**WORK ITEM:**
Set down each entry below exactly as it stands.

**ENTRIES SHOWN:**
// THEORY:
// The `NoveltyModel` is the stateful heart of the engine. For one video it keeps
// a per-pixel memory of recent foreground activity and uses it to decide which
// changes are worth attention.
//
// Key architectural principles:
// 1.  **Bounded Memory**: the accumulation grid T gains `accumulate_rate` on every
//     frame the estimator flags a pixel and loses `decay_rate` otherwise, then is
//     clamped to [0, 1]. However long a pixel stays busy or quiet, its memory never
//     runs away, and it forgets at a fixed pace.
// 2.  **History Over Instants**: a pixel is only labelled when its *accumulated*
//     activation clears `event_threshold`. The instantaneous intensity change then
//     only splits active pixels into new versus old motion.
// 3.  **Fixed Update Order**: mask → delta → accumulate+clamp → activation → labels →
//     smoothing. Each step reads only what the previous steps wrote, and frames are
//     fed strictly in order by the caller; this is a sequential dynamical system.
// 4.  **Exclusive State**: all four grids live in one `NoveltyState` owned by the
//     model. They are replaced wholesale by `initialize`, never shared.
// 5.  **All-or-Nothing Updates**: every update is computed into a second, scratch
//     `NoveltyState` and swapped in only once smoothing succeeds. A failing
//     collaborator leaves the live state exactly as it was.

use crate::config::NoveltyConfig;
use crate::core_modules::event::{self, EventLabel};
use crate::core_modules::foreground::{BACKGROUND, ForegroundEstimator, MixtureBackground};
use crate::core_modules::grid::grid::Grid;
use crate::core_modules::guided_filter::{EdgeAwareSmoother, GuidedFilter};
use crate::error::NoveltyError;
use image::GrayImage;
use tracing::debug;

/// Accumulation value given to every pixel before its first update; clamps to 0.
pub const UNSEEN_ACCUMULATION: f32 = -6.0;

/// The per-pixel grids of one video's novelty model.
#[derive(Debug, Clone)]
pub struct NoveltyState {
    /// T: accumulated evidence of recent change, in [0, 1] after any update.
    pub accumulation: Grid<f32>,
    /// D: the signed increment applied to T by the latest update.
    pub delta: Grid<f32>,
    /// P: activation score in label range (0..=255).
    pub activation: Grid<f32>,
    /// E: unsmoothed event labels from the latest update.
    pub events: Grid<EventLabel>,
}

impl NoveltyState {
    fn new(width: u32, height: u32) -> Self {
        Self {
            accumulation: Grid::filled(width, height, UNSEEN_ACCUMULATION),
            delta: Grid::filled(width, height, 0.0),
            activation: Grid::filled(width, height, 0.0),
            events: Grid::filled(width, height, EventLabel::NoEvent),
        }
    }
}

/// Turns consecutive frame pairs into smoothed per-pixel event labels.
pub struct NoveltyModel<F = MixtureBackground, S = GuidedFilter> {
    config: NoveltyConfig,
    estimator: F,
    smoother: S,
    state: Option<NoveltyState>,
    scratch: Option<NoveltyState>,
    updates: u64,
}

impl NoveltyModel {
    /// A model using the mixture background and the guided filter.
    pub fn new(config: NoveltyConfig) -> Self {
        Self::with_components(config, MixtureBackground::new(), GuidedFilter::default())
    }
}

impl<F: ForegroundEstimator, S: EdgeAwareSmoother> NoveltyModel<F, S> {
    pub fn with_components(config: NoveltyConfig, estimator: F, smoother: S) -> Self {
        Self {
            config,
            estimator,
            smoother,
            state: None,
            scratch: None,
            updates: 0,
        }
    }

    /// Allocates fresh state for frames of `width` x `height` and resets the
    /// estimator's background window to about one second of video.
    pub fn initialize(&mut self, width: u32, height: u32, frame_rate: f64) -> Result<(), NoveltyError> {
        if width == 0 || height == 0 {
            return Err(NoveltyError::InvalidShape { width, height });
        }
        if !frame_rate.is_finite() || frame_rate <= 0.0 {
            return Err(NoveltyError::InvalidFrameRate(frame_rate));
        }

        let history = (frame_rate.round() as u32).max(1);
        self.estimator.reset(width, height, history);
        self.state = Some(NoveltyState::new(width, height));
        self.scratch = Some(NoveltyState::new(width, height));
        self.updates = 0;
        debug!(width, height, history, "novelty model initialized");
        Ok(())
    }

    /// Advances the model by one frame pair and returns the smoothed label image.
    ///
    /// On error the live state is left untouched.
    pub fn update(&mut self, previous: &GrayImage, current: &GrayImage) -> Result<GrayImage, NoveltyError> {
        let (Some(state), Some(next)) = (self.state.as_mut(), self.scratch.as_mut()) else {
            return Err(NoveltyError::NotInitialized);
        };
        let expected = state.accumulation.dimensions();
        for frame in [previous, current] {
            if frame.dimensions() != expected {
                return Err(NoveltyError::DimensionMismatch {
                    expected,
                    found: frame.dimensions(),
                });
            }
        }

        let config = &self.config;
        let backend = config.backend;

        // 1. Foreground mask → signed delta.
        let mask = self.estimator.apply(current, config.learning_rate)?;
        let mask = mask.as_raw();
        let (accumulate, decay) = (config.accumulate_rate, config.decay_rate);
        backend.fill(&mut next.delta.data, |i| {
            if mask[i] == BACKGROUND {
                -decay
            } else {
                mask[i] as f32 / 255.0 * accumulate
            }
        });

        // 2. Accumulate and clamp.
        let (live, delta) = (&state.accumulation.data, &next.delta.data);
        backend.fill(&mut next.accumulation.data, |i| (live[i] + delta[i]).clamp(0.0, 1.0));

        // 3. Activation.
        let accumulation = &next.accumulation.data;
        backend.fill(&mut next.activation.data, |i| event::activation(accumulation[i]));

        // 4. Labels.
        let (prev_px, curr_px) = (previous.as_raw(), current.as_raw());
        let activation = &next.activation.data;
        let (event_threshold, event_type_threshold) =
            (config.event_threshold, config.event_type_threshold);
        backend.fill(&mut next.events.data, |i| {
            event::classify(
                prev_px[i],
                curr_px[i],
                activation[i],
                event_threshold,
                event_type_threshold,
            )
        });

        // 5. Edge-aware smoothing, guided by the current frame.
        let labels = next.events.to_gray_image(|label| label.intensity());
        let smoothed = self.smoother.smooth(current, &labels)?;

        std::mem::swap(state, next);
        self.updates += 1;
        Ok(smoothed)
    }

    /// The live state, or `None` before `initialize`.
    pub fn state(&self) -> Option<&NoveltyState> {
        self.state.as_ref()
    }

    pub fn config(&self) -> &NoveltyConfig {
        &self.config
    }

    /// Number of updates applied since the last `initialize`.
    pub fn updates(&self) -> u64 {
        self.updates
    }
}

**TASK OUTPUT:**
// THEORY:
// The `NoveltyModel` is the stateful heart of the engine. For one video it keeps
// a per-pixel memory of recent foreground activity and uses it to decide which
// changes are worth attention.
//
// Key architectural principles:
// 1.  **Bounded Memory**: the accumulation grid T gains `accumulate_rate` on every
//     frame the estimator flags a pixel and loses `decay_rate` otherwise, then is
//     clamped to [0, 1]. However long a pixel stays busy or quiet, its memory never
//     runs away, and it forgets at a fixed pace.
// 2.  **History Over Instants**: a pixel is only labelled when its *accumulated*
//     activation clears `event_threshold`. The instantaneous intensity change then
//     only splits active pixels into new versus old motion.
// 3.  **Fixed Update Order**: mask → delta → accumulate+clamp → activation → labels →
//     smoothing. Each step reads only what the previous steps wrote, and frames are
//     fed strictly in order by the caller; this is a sequential dynamical system.
// 4.  **Exclusive State**: all four grids live in one `NoveltyState` owned by the
//     model. They are replaced wholesale by `initialize`, never shared.
// 5.  **All-or-Nothing Updates**: every update is computed into a second, scratch
//     `NoveltyState` and swapped in only once smoothing succeeds. A failing
//     collaborator leaves the live state exactly as it was.

use crate::config::NoveltyConfig;
use crate::core_modules::event::{self, EventLabel};
use crate::core_modules::foreground::{BACKGROUND, ForegroundEstimator, MixtureBackground};
use crate::core_modules::grid::grid::Grid;
use crate::core_modules::guided_filter::{EdgeAwareSmoother, GuidedFilter};
use crate::error::NoveltyError;
use image::GrayImage;
use tracing::debug;

/// Accumulation value given to every pixel before its first update; clamps to 0.
pub const UNSEEN_ACCUMULATION: f32 = -6.0;

/// The per-pixel grids of one video's novelty model.
#[derive(Debug, Clone)]
pub struct NoveltyState {
    /// T: accumulated evidence of recent change, in [0, 1] after any update.
    pub accumulation: Grid<f32>,
    /// D: the signed increment applied to T by the latest update.
    pub delta: Grid<f32>,
    /// P: activation score in label range (0..=255).
    pub activation: Grid<f32>,
    /// E: unsmoothed event labels from the latest update.
    pub events: Grid<EventLabel>,
}

impl NoveltyState {
    fn new(width: u32, height: u32) -> Self {
        Self {
            accumulation: Grid::filled(width, height, UNSEEN_ACCUMULATION),
            delta: Grid::filled(width, height, 0.0),
            activation: Grid::filled(width, height, 0.0),
            events: Grid::filled(width, height, EventLabel::NoEvent),
        }
    }
}

/// Turns consecutive frame pairs into smoothed per-pixel event labels.
pub struct NoveltyModel<F = MixtureBackground, S = GuidedFilter> {
    config: NoveltyConfig,
    estimator: F,
    smoother: S,
    state: Option<NoveltyState>,
    scratch: Option<NoveltyState>,
    updates: u64,
}

impl NoveltyModel {
    /// A model using the mixture background and the guided filter.
    pub fn new(config: NoveltyConfig) -> Self {
        Self::with_components(config, MixtureBackground::new(), GuidedFilter::default())
    }
}

impl<F: ForegroundEstimator, S: EdgeAwareSmoother> NoveltyModel<F, S> {
    pub fn with_components(config: NoveltyConfig, estimator: F, smoother: S) -> Self {
        Self {
            config,
            estimator,
            smoother,
            state: None,
            scratch: None,
            updates: 0,
        }
    }

    /// Allocates fresh state for frames of `width` x `height` and resets the
    /// estimator's background window to about one second of video.
    pub fn initialize(&mut self, width: u32, height: u32, frame_rate: f64) -> Result<(), NoveltyError> {
        if width == 0 || height == 0 {
            return Err(NoveltyError::InvalidShape { width, height });
        }
        if !frame_rate.is_finite() || frame_rate <= 0.0 {
            return Err(NoveltyError::InvalidFrameRate(frame_rate));
        }

        let history = (frame_rate.round() as u32).max(1);
        self.estimator.reset(width, height, history);
        self.state = Some(NoveltyState::new(width, height));
        self.scratch = Some(NoveltyState::new(width, height));
        self.updates = 0;
        debug!(width, height, history, "novelty model initialized");
        Ok(())
    }

    /// Advances the model by one frame pair and returns the smoothed label image.
    ///
    /// On error the live state is left untouched.
    pub fn update(&mut self, previous: &GrayImage, current: &GrayImage) -> Result<GrayImage, NoveltyError> {
        let (Some(state), Some(next)) = (self.state.as_mut(), self.scratch.as_mut()) else {
            return Err(NoveltyError::NotInitialized);
        };
        let expected = state.accumulation.dimensions();
        for frame in [previous, current] {
            if frame.dimensions() != expected {
                return Err(NoveltyError::DimensionMismatch {
                    expected,
                    found: frame.dimensions(),
                });
            }
        }

        let config = &self.config;
        let backend = config.backend;

        // 1. Foreground mask → signed delta.
        let mask = self.estimator.apply(current, config.learning_rate)?;
        let mask = mask.as_raw();
        let (accumulate, decay) = (config.accumulate_rate, config.decay_rate);
        backend.fill(&mut next.delta.data, |i| {
            if mask[i] == BACKGROUND {
                -decay
            } else {
                mask[i] as f32 / 255.0 * accumulate
            }
        });

        // 2. Accumulate and clamp.
        let (live, delta) = (&state.accumulation.data, &next.delta.data);
        backend.fill(&mut next.accumulation.data, |i| (live[i] + delta[i]).clamp(0.0, 1.0));

        // 3. Activation.
        let accumulation = &next.accumulation.data;
        backend.fill(&mut next.activation.data, |i| event::activation(accumulation[i]));

        // 4. Labels.
        let (prev_px, curr_px) = (previous.as_raw(), current.as_raw());
        let activation = &next.activation.data;
        let (event_threshold, event_type_threshold) =
            (config.event_threshold, config.event_type_threshold);
        backend.fill(&mut next.events.data, |i| {
            event::classify(
                prev_px[i],
                curr_px[i],
                activation[i],
                event_threshold,
                event_type_threshold,
            )
        });

        // 5. Edge-aware smoothing, guided by the current frame.
        let labels = next.events.to_gray_image(|label| label.intensity());
        let smoothed = self.smoother.smooth(current, &labels)?;

        std::mem::swap(state, next);
        self.updates += 1;
        Ok(smoothed)
    }

    /// The live state, or `None` before `initialize`.
    pub fn state(&self) -> Option<&NoveltyState> {
        self.state.as_ref()
    }

    pub fn config(&self) -> &NoveltyConfig {
        &self.config
    }

    /// Number of updates applied since the last `initialize`.
    pub fn updates(&self) -> u64 {
        self.updates
    }
}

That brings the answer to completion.